TASK GOAL. If a line in the listing includes the word "true", copy it out.
*** Opening of EXTRACTED ENTRIES ***
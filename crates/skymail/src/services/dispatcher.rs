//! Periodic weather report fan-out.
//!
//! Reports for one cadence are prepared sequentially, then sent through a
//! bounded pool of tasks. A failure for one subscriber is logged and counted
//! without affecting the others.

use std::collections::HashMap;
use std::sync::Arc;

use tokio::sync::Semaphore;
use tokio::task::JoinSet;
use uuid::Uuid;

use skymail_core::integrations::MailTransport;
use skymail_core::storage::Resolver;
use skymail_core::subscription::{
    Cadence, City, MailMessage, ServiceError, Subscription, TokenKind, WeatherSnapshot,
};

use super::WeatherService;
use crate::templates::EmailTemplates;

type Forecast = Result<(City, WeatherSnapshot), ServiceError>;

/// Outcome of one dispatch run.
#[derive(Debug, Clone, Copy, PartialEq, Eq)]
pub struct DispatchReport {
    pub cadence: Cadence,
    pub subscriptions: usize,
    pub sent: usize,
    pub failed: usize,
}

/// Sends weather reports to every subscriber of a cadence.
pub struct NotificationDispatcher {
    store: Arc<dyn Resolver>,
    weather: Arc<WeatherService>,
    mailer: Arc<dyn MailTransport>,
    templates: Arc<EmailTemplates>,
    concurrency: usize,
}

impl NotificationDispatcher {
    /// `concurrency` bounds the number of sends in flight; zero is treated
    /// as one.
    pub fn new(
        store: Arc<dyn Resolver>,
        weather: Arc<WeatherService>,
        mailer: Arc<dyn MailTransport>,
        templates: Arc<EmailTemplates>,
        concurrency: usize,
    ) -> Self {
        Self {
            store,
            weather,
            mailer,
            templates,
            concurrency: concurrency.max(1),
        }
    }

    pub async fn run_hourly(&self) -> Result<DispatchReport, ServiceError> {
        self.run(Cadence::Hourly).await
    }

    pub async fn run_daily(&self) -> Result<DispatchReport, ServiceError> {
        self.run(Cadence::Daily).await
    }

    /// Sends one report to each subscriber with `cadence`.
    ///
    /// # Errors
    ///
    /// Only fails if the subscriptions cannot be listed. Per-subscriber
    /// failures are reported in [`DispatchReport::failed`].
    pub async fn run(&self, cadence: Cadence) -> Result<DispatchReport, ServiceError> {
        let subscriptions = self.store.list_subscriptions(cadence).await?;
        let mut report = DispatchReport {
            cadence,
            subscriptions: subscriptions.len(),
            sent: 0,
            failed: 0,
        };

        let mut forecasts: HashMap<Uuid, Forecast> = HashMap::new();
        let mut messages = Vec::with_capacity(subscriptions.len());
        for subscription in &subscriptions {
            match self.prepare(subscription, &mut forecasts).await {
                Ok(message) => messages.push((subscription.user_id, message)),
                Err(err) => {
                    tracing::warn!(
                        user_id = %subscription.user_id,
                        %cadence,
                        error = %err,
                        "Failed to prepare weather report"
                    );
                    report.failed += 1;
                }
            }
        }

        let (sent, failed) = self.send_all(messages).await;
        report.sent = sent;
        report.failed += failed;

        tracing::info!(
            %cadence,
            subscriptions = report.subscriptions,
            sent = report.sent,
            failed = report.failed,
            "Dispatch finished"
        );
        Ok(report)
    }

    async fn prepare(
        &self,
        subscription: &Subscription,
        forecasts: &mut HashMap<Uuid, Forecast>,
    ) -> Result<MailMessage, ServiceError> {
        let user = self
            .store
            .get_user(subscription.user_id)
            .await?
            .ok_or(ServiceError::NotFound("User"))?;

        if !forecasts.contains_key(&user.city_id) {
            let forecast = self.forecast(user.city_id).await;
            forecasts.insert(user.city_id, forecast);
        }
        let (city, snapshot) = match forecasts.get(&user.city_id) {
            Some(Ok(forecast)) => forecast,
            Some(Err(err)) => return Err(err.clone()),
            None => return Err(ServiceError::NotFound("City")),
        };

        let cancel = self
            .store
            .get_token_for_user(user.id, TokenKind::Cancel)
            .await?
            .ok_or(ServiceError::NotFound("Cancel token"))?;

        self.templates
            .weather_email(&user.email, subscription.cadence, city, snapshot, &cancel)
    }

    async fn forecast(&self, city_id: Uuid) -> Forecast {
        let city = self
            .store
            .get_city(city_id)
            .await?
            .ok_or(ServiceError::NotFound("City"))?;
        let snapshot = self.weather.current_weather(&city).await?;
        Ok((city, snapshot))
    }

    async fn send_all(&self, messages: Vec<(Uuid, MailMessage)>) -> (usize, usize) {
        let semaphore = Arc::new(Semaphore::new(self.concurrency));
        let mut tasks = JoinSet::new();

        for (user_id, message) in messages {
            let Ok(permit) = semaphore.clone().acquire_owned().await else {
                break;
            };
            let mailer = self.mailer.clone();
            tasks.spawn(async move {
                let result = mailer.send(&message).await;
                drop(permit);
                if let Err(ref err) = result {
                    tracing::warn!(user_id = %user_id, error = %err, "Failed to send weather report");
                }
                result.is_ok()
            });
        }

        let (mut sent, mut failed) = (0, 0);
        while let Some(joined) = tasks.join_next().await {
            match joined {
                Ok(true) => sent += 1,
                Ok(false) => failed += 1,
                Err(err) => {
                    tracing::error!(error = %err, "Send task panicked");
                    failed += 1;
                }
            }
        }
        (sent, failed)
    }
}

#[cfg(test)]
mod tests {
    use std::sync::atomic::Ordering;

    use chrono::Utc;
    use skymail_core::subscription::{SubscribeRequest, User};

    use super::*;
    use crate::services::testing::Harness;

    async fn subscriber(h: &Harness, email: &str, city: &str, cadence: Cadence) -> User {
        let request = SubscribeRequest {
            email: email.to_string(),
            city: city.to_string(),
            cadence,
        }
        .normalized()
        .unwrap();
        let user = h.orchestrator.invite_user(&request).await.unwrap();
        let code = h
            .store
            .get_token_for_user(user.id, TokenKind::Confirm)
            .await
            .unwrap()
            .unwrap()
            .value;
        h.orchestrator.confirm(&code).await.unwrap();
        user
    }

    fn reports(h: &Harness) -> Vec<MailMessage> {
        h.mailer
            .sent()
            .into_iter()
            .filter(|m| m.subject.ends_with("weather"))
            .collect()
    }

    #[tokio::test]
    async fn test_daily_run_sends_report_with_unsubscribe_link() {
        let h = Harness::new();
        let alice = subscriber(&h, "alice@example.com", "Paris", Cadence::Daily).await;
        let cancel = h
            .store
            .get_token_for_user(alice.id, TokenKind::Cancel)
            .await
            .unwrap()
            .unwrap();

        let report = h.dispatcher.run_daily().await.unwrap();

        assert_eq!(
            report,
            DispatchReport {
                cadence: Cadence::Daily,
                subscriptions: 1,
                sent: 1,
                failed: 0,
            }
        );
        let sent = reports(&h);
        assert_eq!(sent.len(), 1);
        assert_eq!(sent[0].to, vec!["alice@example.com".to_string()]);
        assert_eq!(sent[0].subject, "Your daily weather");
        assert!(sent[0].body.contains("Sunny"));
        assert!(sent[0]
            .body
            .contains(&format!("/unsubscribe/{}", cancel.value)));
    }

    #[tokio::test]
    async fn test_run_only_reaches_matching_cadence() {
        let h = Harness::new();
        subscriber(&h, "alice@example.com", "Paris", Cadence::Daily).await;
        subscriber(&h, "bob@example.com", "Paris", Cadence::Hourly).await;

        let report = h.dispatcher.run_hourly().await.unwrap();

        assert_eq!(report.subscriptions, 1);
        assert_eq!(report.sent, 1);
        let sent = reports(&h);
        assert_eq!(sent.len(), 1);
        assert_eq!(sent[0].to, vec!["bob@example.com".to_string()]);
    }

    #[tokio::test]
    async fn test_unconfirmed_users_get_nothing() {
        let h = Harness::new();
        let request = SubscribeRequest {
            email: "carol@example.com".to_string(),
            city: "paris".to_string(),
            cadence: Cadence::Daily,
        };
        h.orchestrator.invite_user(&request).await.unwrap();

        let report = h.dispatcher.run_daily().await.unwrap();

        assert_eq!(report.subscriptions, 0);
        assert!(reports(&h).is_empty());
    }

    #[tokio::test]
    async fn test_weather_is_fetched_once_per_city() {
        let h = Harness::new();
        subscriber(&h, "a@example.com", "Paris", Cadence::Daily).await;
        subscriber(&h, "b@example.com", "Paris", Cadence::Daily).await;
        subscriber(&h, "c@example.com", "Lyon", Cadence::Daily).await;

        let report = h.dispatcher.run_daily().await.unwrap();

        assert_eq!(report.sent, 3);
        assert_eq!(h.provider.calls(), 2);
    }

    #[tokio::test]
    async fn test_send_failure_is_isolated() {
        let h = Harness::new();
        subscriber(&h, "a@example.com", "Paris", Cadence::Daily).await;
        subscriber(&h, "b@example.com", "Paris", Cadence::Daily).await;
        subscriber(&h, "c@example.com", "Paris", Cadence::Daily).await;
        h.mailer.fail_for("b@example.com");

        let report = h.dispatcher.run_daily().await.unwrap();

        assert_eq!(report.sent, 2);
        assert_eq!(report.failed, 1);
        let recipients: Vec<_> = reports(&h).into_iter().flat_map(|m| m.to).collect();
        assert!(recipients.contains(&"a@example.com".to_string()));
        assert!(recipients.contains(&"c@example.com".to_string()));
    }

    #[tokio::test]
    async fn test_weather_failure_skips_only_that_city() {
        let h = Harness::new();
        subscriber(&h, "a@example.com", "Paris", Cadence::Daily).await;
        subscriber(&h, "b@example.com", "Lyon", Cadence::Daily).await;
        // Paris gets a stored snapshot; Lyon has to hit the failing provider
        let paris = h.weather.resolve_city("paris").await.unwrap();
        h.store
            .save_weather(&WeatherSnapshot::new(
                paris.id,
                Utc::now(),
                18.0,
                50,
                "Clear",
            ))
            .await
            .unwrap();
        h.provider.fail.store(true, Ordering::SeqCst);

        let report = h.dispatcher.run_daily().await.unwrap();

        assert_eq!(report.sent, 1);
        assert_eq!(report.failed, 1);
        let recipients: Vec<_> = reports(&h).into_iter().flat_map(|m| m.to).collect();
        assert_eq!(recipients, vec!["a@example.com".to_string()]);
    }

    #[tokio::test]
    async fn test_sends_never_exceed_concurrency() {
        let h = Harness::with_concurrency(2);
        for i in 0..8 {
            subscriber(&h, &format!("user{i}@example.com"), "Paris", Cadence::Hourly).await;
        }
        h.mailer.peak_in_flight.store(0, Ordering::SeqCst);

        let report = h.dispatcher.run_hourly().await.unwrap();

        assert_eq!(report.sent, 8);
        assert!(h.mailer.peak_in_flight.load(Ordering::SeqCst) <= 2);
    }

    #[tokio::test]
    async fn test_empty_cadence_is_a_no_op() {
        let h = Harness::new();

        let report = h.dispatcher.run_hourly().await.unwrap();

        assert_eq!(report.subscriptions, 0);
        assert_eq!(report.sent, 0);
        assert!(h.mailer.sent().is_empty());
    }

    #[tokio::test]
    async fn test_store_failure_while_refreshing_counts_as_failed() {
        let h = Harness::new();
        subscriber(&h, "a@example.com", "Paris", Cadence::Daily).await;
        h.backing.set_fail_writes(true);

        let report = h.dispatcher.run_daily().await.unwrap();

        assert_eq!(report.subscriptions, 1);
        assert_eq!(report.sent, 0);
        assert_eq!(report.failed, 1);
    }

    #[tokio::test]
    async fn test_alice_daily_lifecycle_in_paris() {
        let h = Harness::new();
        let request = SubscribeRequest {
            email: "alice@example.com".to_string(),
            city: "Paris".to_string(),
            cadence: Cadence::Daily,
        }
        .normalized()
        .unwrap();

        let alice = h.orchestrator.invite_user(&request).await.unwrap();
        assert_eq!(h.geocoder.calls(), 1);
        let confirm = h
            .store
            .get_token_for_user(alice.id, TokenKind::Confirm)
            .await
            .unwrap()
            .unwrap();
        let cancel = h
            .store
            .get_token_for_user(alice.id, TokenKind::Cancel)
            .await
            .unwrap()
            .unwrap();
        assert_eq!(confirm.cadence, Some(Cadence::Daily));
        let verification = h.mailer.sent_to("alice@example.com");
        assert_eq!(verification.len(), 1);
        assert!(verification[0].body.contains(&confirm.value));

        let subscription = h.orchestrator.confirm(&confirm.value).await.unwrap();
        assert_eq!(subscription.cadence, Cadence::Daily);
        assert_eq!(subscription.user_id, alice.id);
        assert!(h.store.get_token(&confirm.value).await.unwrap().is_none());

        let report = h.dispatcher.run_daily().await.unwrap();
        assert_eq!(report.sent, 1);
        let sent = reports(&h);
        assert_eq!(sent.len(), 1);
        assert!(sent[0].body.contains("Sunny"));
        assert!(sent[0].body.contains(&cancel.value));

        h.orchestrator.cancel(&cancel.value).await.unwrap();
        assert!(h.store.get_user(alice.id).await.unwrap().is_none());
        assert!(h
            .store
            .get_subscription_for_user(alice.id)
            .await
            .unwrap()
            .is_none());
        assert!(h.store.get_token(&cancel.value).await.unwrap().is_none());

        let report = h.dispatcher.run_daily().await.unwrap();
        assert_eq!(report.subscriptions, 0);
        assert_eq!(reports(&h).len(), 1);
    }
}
*** Close of EXTRACTED ENTRIES ***
SOLUTION FOR THIS PROBLEM.
                Ok(true) => sent += 1,
        h.provider.fail.store(true, Ordering::SeqCst);
        h.backing.set_fail_writes(true);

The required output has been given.